Тексты он подбирал сам, а вступительную статью попросил написать Алексея Федоровича, своего, можно сказать, давнего благожелателя и даже в какой-то мере учителя.

Как известно, Алексей Федорович имел обычай не ограничиваться сжатыми размерами статей. Так поступил он и здесь, написав листа три. Но дело было даже не в размерах, а в содержании. Лосев умудрился во вступительной статье высказать свои заветные мысли об эстетике Возрождения, которые никак не могли устроить составителя. Возрождение – привилегия историков, а с ними, опирающимися на высказывание Энгельса об эпохе, породившей титанов по силе мысли, страстности и характеру (пишу по памяти, но, по-моему, буквально), Шестаков спорить не мог, тем более что здесь историки смыкались с искусствоведами. Независимостью Слава Шестаков не обладал и начал, как редактор издания, подгонять текст Лосева под принятые всеми единогласно установки. Алексей Федорович, как человек мирный и доверявший Шестакову, старался переделывать эту злосчастную статью. В домашнем архиве Алексея Федоровича есть целый ряд истерзанных вариантов статьи с поправками Вячеслава Павловича. Но даже у Алексея Федоро(354)вича иссякло терпение, и он наконец отказался уродовать свое детище.

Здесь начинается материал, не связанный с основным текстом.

// src/config.rs

//! Configuration for rbdeploy
//!
//! All settings have working defaults, so a config file is optional. When one
//! is present it is TOML, looked up in this order:
//!
//! 1. an explicit path (the CLI's `--config`)
//! 2. `$RBDEPLOY_CONFIG`
//! 3. `<config dir>/rbdeploy/config.toml` (e.g. `~/.config/rbdeploy/config.toml`)
//!
//! ```toml
//! [remote]
//! timeout_secs = 60
//!
//! [volume]
//! mount_root = "/media/me"
//!
//! [verify]
//! require_checksum = true
//! ```

use crate::error::{Error, Result};
use serde::Deserialize;
use std::path::{Path, PathBuf};
use std::time::Duration;
use tracing::debug;

/// Environment variable naming an explicit config file
pub const CONFIG_ENV: &str = "RBDEPLOY_CONFIG";

/// Distribution point settings
#[derive(Debug, Clone, Deserialize, PartialEq, Eq)]
#[serde(default)]
pub struct RemoteConfig {
    /// Base URL of tagged releases (`<base>/<version>/rockbox-<device>-<version>.zip`)
    pub release_base: String,
    /// Base URL of nightly builds (`<base>/<device>/rockbox-<device>-<date>.zip`)
    pub daily_base: String,
    /// Status page listing nightly builds, used when the index is unavailable
    pub daily_page: String,
    /// User-Agent header; some mirrors reject non-browser agents with 403
    pub user_agent: String,
    /// Timeout for index pages and checksum manifests
    pub timeout_secs: u64,
    /// Timeout for artifact downloads
    pub download_timeout_secs: u64,
    /// Total attempts for transient failures
    pub max_retries: u32,
    /// Linear backoff step between attempts
    pub retry_delay_ms: u64,
}

impl Default for RemoteConfig {
    fn default() -> Self {
        Self {
            release_base: "https://download.rockbox.org/release/".to_string(),
            daily_base: "https://download.rockbox.org/daily/".to_string(),
            daily_page: "https://www.rockbox.org/daily.shtml".to_string(),
            user_agent: "Mozilla/5.0 (X11; Linux x86_64; rv:120.0) Gecko/20100101 Firefox/120.0"
                .to_string(),
            timeout_secs: 20,
            download_timeout_secs: 60,
            max_retries: 3,
            retry_delay_ms: 400,
        }
    }
}

impl RemoteConfig {
    pub fn timeout(&self) -> Duration {
        Duration::from_secs(self.timeout_secs)
    }

    pub fn download_timeout(&self) -> Duration {
        Duration::from_secs(self.download_timeout_secs)
    }
}

/// Removable volume layout
#[derive(Debug, Clone, Deserialize, PartialEq, Eq)]
#[serde(default)]
pub struct VolumeConfig {
    /// Directory under which removable volumes are mounted
    pub mount_root: Option<PathBuf>,
    /// Installation directory at the volume root
    pub install_dir: String,
    /// Backup store directory at the volume root
    pub backup_dir: String,
}

impl Default for VolumeConfig {
    fn default() -> Self {
        Self {
            mount_root: None,
            install_dir: ".rockbox".to_string(),
            backup_dir: ".rockbox_backups".to_string(),
        }
    }
}

impl VolumeConfig {
    /// Mount root, defaulting to `/run/media/<user>`
    pub fn mount_root(&self) -> PathBuf {
        self.mount_root.clone().unwrap_or_else(default_mount_root)
    }
}

/// Integrity verification policy
#[derive(Debug, Clone, Deserialize, PartialEq, Eq)]
#[serde(default)]
pub struct VerifyConfig {
    /// Refuse to install artifacts without a published or supplied digest
    pub require_checksum: bool,
    /// Directory-level manifests tried next to the artifact, in order
    pub manifest_names: Vec<String>,
}

impl Default for VerifyConfig {
    fn default() -> Self {
        Self {
            require_checksum: false,
            manifest_names: vec![
                "SHA256SUMS".to_string(),
                "sha256sums.txt".to_string(),
                "SHA512SUMS".to_string(),
                "MD5SUMS".to_string(),
                "md5sum.txt".to_string(),
            ],
        }
    }
}

/// Top-level configuration
#[derive(Debug, Clone, Default, Deserialize, PartialEq, Eq)]
#[serde(default)]
pub struct Config {
    pub remote: RemoteConfig,
    pub volume: VolumeConfig,
    pub verify: VerifyConfig,
}

impl Config {
    /// Create a config with default values
    pub fn new() -> Self {
        Self::default()
    }

    /// Parse a config from TOML text
    pub fn from_toml(text: &str) -> Result<Self> {
        toml::from_str(text).map_err(|e| Error::ConfigError(e.to_string()))
    }

    /// Load a config file
    pub fn from_file(path: &Path) -> Result<Self> {
        let text = std::fs::read_to_string(path).map_err(|e| {
            Error::ConfigError(format!("Failed to read {}: {}", path.display(), e))
        })?;
        Self::from_toml(&text).map_err(|e| match e {
            Error::ConfigError(msg) => {
                Error::ConfigError(format!("{}: {}", path.display(), msg))
            }
            other => other,
        })
    }

    /// Load using the standard lookup order
    ///
    /// An explicit path or `$RBDEPLOY_CONFIG` must exist; the per-user file is
    /// optional and defaults are used when it is missing.
    pub fn load(explicit: Option<&Path>) -> Result<Self> {
        if let Some(path) = explicit {
            debug!("Loading config from {}", path.display());
            return Self::from_file(path);
        }

        if let Ok(path) = std::env::var(CONFIG_ENV) {
            debug!("Loading config from ${}: {}", CONFIG_ENV, path);
            return Self::from_file(Path::new(&path));
        }

        if let Some(path) = user_config_path()
            && path.is_file()
        {
            debug!("Loading config from {}", path.display());
            return Self::from_file(&path);
        }

        debug!("No config file found, using defaults");
        Ok(Self::default())
    }

    /// Override the mount root
    pub fn with_mount_root(mut self, path: impl Into<PathBuf>) -> Self {
        self.volume.mount_root = Some(path.into());
        self
    }

    /// Require a digest for every artifact
    pub fn with_require_checksum(mut self, require: bool) -> Self {
        self.verify.require_checksum = require;
        self
    }

    /// Point discovery at different base URLs (mirrors, tests)
    pub fn with_remote_bases(
        mut self,
        release_base: impl Into<String>,
        daily_base: impl Into<String>,
    ) -> Self {
        self.remote.release_base = release_base.into();
        self.remote.daily_base = daily_base.into();
        self
    }
}

/// Per-user config file location
pub fn user_config_path() -> Option<PathBuf> {
    dirs::config_dir().map(|dir| dir.join("rbdeploy").join("config.toml"))
}

fn default_mount_root() -> PathBuf {
    let user = std::env::var("USER")
        .or_else(|_| std::env::var("LOGNAME"))
        .unwrap_or_else(|_| "root".to_string());
    PathBuf::from("/run/media").join(user)
}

Тогда Вячеслав Павлович решил поставить вопрос о статье на редсовете издательства «Искусство» под председательством его главного редактора Ф. Д. Кондратенко. Повторялась известная ситуация – Лосев вторгался в область, всегда принадлежавшую искусствоведам и историкам. Но Лосев философ, и он имеет право вторгаться в любую область знания; так это было с мифологией, музыкой, математикой. С ним вечно спорил Ленька Постников, тот самый Алексей, сын Егора Васильевича, доктор наук, а тогда еще мальчишка, но уже заносчивый – математик. А вот Саша Штерн (муж Ольги Смыки), тоже талантливый и серьезный, но деликатный, уважающий собеседника, наоборот, усаживался рядом с креслом Алексея Федоровича на скамеечку и беседовал с ним обо всех новых математических теориях, книгах – ни следа какого-то профессионального превосходства. О Вл. Н. Щелкачеве и говорить нечего. Он – теперь ему под девяносто – всегда помнит Алексея Федоровича, и намека не было у этого серьезнейшего математика как-то противопоставлять себя и Лосева. А Виктор Троицкий, высокий профессионал, работающий над трудами Лосева по философии математики? Нет, дело в самих людях, в нетерпимости их к философу Лосеву, которого не грех обидеть (умела давать обидные отзывы математики логик С. А. Яновская), снесет как-нибудь. Тем более издательство «Искусство», куда Алексей Федорович пришел, по всем понятиям, уже стариком (а для меня он моложе молодых) и где после Саши Воронина начальники не торопились его печатать. «Все равно скоро помрет, – говорили обычно, – чего торопиться со следующим томом». А он все доживал и доживал. На смертный одр положила я том VII (часть первая) его античной эстетики, а о сигнальном экземпляре он знал накануне своей кончины – 24 мая. Вышли назло недругам все восемь томов, да еще с указателями. Любил он указатели и повторял не раз немецкое присловие (Моммзен как будто говорил: «Das Buch ohne Index ist kein Buch»). Вот и соорудила я с помощью моих учениц, Любочки Сумм, Лены Приходько, Лены Макаревич и верной памяти Алексея Федоровича Милы Гоготишвили, роскошные указатели ко всем восьми томам. Пусть душа его радуется.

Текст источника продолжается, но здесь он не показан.